Funding for the research was provided by Legacy, a non-profit organization focused on reducing tobacco use.

“Our findings support that the presence of menthol cigarettes in the marketplace has slowed progress in reducing smoking prevalence in the U.S. This is of great concern given the tremendous health effects of smoking cigarettes,” Andrea Villanti, co-author of the study, said in a statement.

She is associate director for regulatory science and policy at Legacy’s Schroeder Institute for Tobacco Research and Policy Studies.

When the government passed the Family Prevention and Tobacco Control Act in 2009, the FDA banned all flavored cigarettes except for menthol to discourage minors from purchasing the products. But the law required the federal agency to review the science behind menthol cigarettes.

A committee concluded in 2011 that removing menthol cigarettes from the market would benefit public health.

In July, the FDA released a report on current science on menthol cigarettes, and it concluded that there is little evidence to suggest that menthol cigarettes are more or less harmful than non-menthol cigarette.
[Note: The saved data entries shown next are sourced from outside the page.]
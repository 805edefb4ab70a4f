//! JavaScript bindings.
//!
//! The host draws the board and runs effects; this side keeps the position,
//! the batches and the queue. Host callbacks are collected while the board
//! updates and called once the update is over, so a callback may call back
//! into the board. Queued updates and the watchdog run on a timer the board
//! arms itself.

use std::cell::RefCell;
use std::collections::VecDeque;
use std::rc::Rc;
use std::time::Duration;

use gloo_timers::callback::Timeout;
use js_sys::{Array, Function, Object};
use serde::Serialize;
use serde_wasm_bindgen::Serializer;
use wasm_bindgen::JsCast;
use wasm_bindgen::prelude::*;
use web_time::Instant;

use crate::config::BoardConfig;
use crate::controller::{BoardController, Observer, Surface};
use crate::diff::Operation;
use crate::error::{BoardError, HostError};
use crate::notation;
use crate::position::Position;
use crate::scheduler::EffectTicket;
use crate::types::{BoardKind, Orientation};

fn to_js<T: Serialize + ?Sized>(value: &T) -> Result<JsValue, JsValue> {
    value
        .serialize(&Serializer::new().serialize_maps_as_objects(true))
        .map_err(JsValue::from)
}

fn js_error(err: impl std::fmt::Display) -> JsValue {
    JsValue::from_str(&err.to_string())
}

fn describe(value: &JsValue) -> String {
    if let Some(err) = value.dyn_ref::<js_sys::Error>() {
        return String::from(err.message());
    }
    value.as_string().unwrap_or_else(|| format!("{value:?}"))
}

fn host_error(value: JsValue) -> HostError {
    HostError::new(describe(&value))
}

/// `[square, code]` pairs of a plain object. Empty squares (`null` or
/// `undefined`) are skipped; any other non-string value is kept in printed
/// form so it fails as a piece code.
fn raw_entries(object: &Object) -> Vec<(String, String)> {
    Object::entries(object)
        .iter()
        .filter_map(|entry| {
            let pair: Array = entry.unchecked_into();
            let code = pair.get(1);
            if code.is_null() || code.is_undefined() {
                return None;
            }
            let key = pair.get(0).as_string().unwrap_or_default();
            let code = code.as_string().unwrap_or_else(|| describe(&code));
            Some((key, code))
        })
        .collect()
}

fn parse_kind(board: Option<String>) -> Result<BoardKind, JsValue> {
    match board {
        Some(name) => name.parse().map_err(js_error),
        None => Ok(BoardKind::default()),
    }
}

fn millis_until(deadline: Instant) -> u32 {
    let millis = deadline.saturating_duration_since(Instant::now()).as_millis();
    u32::try_from(millis).unwrap_or(u32::MAX).saturating_add(1)
}

/// A host callback waiting to be called.
enum HostCall {
    Render(Position, Orientation),
    Effect {
        ticket: EffectTicket,
        operation: Operation,
        duration: Duration,
    },
    Changed(Position, Position),
    MoveEnd(Position, Position),
    Error(BoardError),
}

type Outbox = Rc<RefCell<VecDeque<HostCall>>>;

struct JsSurface {
    outbox: Outbox,
}

impl Surface for JsSurface {
    fn render(&mut self, position: &Position, orientation: Orientation) {
        self.outbox
            .borrow_mut()
            .push_back(HostCall::Render(position.clone(), orientation));
    }

    fn run_effect(
        &mut self,
        ticket: EffectTicket,
        operation: &Operation,
        duration: Duration,
    ) -> Result<(), HostError> {
        self.outbox.borrow_mut().push_back(HostCall::Effect {
            ticket,
            operation: *operation,
            duration,
        });
        Ok(())
    }
}

struct JsObserver {
    outbox: Outbox,
}

impl Observer for JsObserver {
    fn position_changed(&mut self, old: Position, new: Position) -> Result<(), HostError> {
        self.outbox.borrow_mut().push_back(HostCall::Changed(old, new));
        Ok(())
    }

    fn batch_complete(&mut self, old: Position, new: Position) -> Result<(), HostError> {
        self.outbox.borrow_mut().push_back(HostCall::MoveEnd(old, new));
        Ok(())
    }

    fn error(&mut self, error: &BoardError) {
        self.outbox
            .borrow_mut()
            .push_back(HostCall::Error(error.clone()));
    }
}

struct Callbacks {
    render: Function,
    run_effect: Function,
    on_change: Option<Function>,
    on_move_end: Option<Function>,
    on_error: Option<Function>,
}

type Controller = BoardController<JsSurface, JsObserver>;

struct Shared {
    controller: RefCell<Controller>,
    callbacks: RefCell<Callbacks>,
    outbox: Outbox,
    timer: RefCell<Option<Timeout>>,
    // The timeout whose callback is running; dropping it there would free
    // the closure mid-call.
    spent: RefCell<Option<Timeout>>,
}

impl Shared {
    /// Runs `change` on the controller, then calls the host back and rearms
    /// the timer.
    fn update<R>(self: &Rc<Self>, change: impl FnOnce(&mut Controller) -> R) -> R {
        let result = change(&mut *self.controller.borrow_mut());
        self.flush();
        self.rearm();
        result
    }

    fn flush(&self) {
        loop {
            let Some(call) = self.outbox.borrow_mut().pop_front() else {
                break;
            };
            self.deliver(call);
        }
    }

    fn deliver(&self, call: HostCall) {
        match call {
            HostCall::Render(position, orientation) => {
                let render = self.callbacks.borrow().render.clone();
                let result = to_js(&position).and_then(|position| {
                    render.call2(
                        &JsValue::NULL,
                        &position,
                        &JsValue::from_str(orientation.as_str()),
                    )
                });
                if let Err(err) = result {
                    log::warn!("render callback failed: {}", describe(&err));
                }
            }
            HostCall::Effect {
                ticket,
                operation,
                duration,
            } => {
                let run_effect = self.callbacks.borrow().run_effect.clone();
                if let Err(err) = start_effect(&run_effect, ticket, &operation, duration) {
                    let mut controller = self.controller.borrow_mut();
                    controller.report(BoardError::Effect {
                        operation,
                        source: host_error(err),
                    });
                    controller.complete_effect(ticket);
                }
            }
            HostCall::Changed(old, new) => {
                let callback = self.callbacks.borrow().on_change.clone();
                self.notify(callback, "onChange", old, new);
            }
            HostCall::MoveEnd(old, new) => {
                let callback = self.callbacks.borrow().on_move_end.clone();
                self.notify(callback, "onMoveEnd", old, new);
            }
            HostCall::Error(error) => {
                let Some(callback) = self.callbacks.borrow().on_error.clone() else {
                    return;
                };
                let code = JsValue::from_f64(f64::from(error.code()));
                let message = JsValue::from_str(&error.to_string());
                if let Err(err) = callback.call2(&JsValue::NULL, &code, &message) {
                    log::warn!("onError callback failed: {}", describe(&err));
                }
            }
        }
    }

    fn notify(&self, callback: Option<Function>, hook: &'static str, old: Position, new: Position) {
        let Some(callback) = callback else {
            return;
        };
        let result = to_js(&old).and_then(|old| {
            let new = to_js(&new)?;
            callback.call2(&JsValue::NULL, &old, &new)
        });
        if let Err(err) = result {
            self.controller.borrow_mut().report(BoardError::Observer {
                hook,
                source: host_error(err),
            });
        }
    }

    /// Arms the timer for the next poll: right away when queued updates are
    /// ready, at the watchdog deadline while a batch runs, not at all
    /// otherwise.
    fn rearm(self: &Rc<Self>) {
        let delay = {
            let controller = self.controller.borrow();
            if controller.needs_poll() {
                Some(0)
            } else {
                controller.next_deadline().map(millis_until)
            }
        };

        let timer = delay.map(|millis| {
            let shared = Rc::downgrade(self);
            Timeout::new(millis, move || {
                if let Some(shared) = shared.upgrade() {
                    shared.fire();
                }
            })
        });
        drop(self.timer.replace(timer));
    }

    fn fire(self: &Rc<Self>) {
        let running = self.timer.take();
        drop(self.spent.replace(running));
        self.update(|controller| controller.poll(Instant::now()));
    }
}

fn start_effect(
    run_effect: &Function,
    ticket: EffectTicket,
    operation: &Operation,
    duration: Duration,
) -> Result<JsValue, JsValue> {
    let operation = to_js(operation)?;
    let ticket = to_js(&ticket)?;
    run_effect.call3(
        &JsValue::NULL,
        &operation,
        &JsValue::from_f64(duration.as_millis() as f64),
        &ticket,
    )
}

#[wasm_bindgen]
pub struct DraughtsBoard {
    shared: Rc<Shared>,
}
However, it said menthol probably encourages young people to start smoking and leads to greater addiction than non-menthol cigarettes.

The science is clear that menthol cigarettes pose a threat to public health, and they should be banned, according to a recent statement from Thomas Glynn, director of cancer science at the American Cancer Society.

Cigarette-makers take a different stance.

The best available scientific evidence demonstrates that menthol cigarettes have the same health effects as non-menthol cigarettes, and consumers should have the right to make a personal choice to use any legal product, according to a statement by Lorillard Inc., maker of Newport menthol cigarettes.

Newport is the top-selling menthol and second-largest-selling cigarette brand overall in the United States, the company says.